DATASET EXTRACT: Begin
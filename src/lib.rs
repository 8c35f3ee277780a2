//! # bitfield-decoder
//!
//! Decoding of named bit fields packed into 64-bit integers, such as detector
//! cell identifiers.
//!
//! A schema is written as a compact description: a comma-separated list of
//! `name:width` or `name:offset:width` clauses. Fields without an offset are
//! laid out one after another starting at bit 0; a negative width marks a
//! signed (two's-complement) field.
//!
//! ## Example
//!
//! ```
//! use bitfield_decoder::{Decoder, PackedValue, DecodedValue};
//!
//! let mut ecal = Decoder::new("system:4,cryo:1,module:11,type:3,subtype:3,cell:6,eta:9").unwrap();
//!
//! ecal.set_value(36280732133u64);
//! assert_eq!(ecal.value("system"), Ok(5));
//! assert_eq!(ecal.value("module"), Ok(79));
//! assert_eq!(ecal.value("eta"), Ok(135));
//!
//! let hits = PackedValue::from(vec![36280732133u64, 35987131109]);
//! assert_eq!(ecal.decode_many(&hits, "cell"), Ok(DecodedValue::Flat(vec![10, 4])));
//! ```

pub mod bits;
pub mod config;
pub mod decoder;
pub mod description;
pub mod errors;
pub mod field;
pub mod schema;
#[cfg(feature = "serde")]
pub mod serde;
pub mod value;

pub use config::{DecoderConfig, OverlapPolicy};
pub use decoder::Decoder;
pub use errors::{DecodeError, SchemaError};
pub use field::FieldSpec;
pub use schema::Schema;
pub use value::{DecodedValue, PackedInt, PackedValue};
DATASET EXTRACT: End
[DESCRIPTION OF THE TASK] The answer is a single number, the count of lines in the records that contain the string "hits".

[EXERCISE ANSWER] 2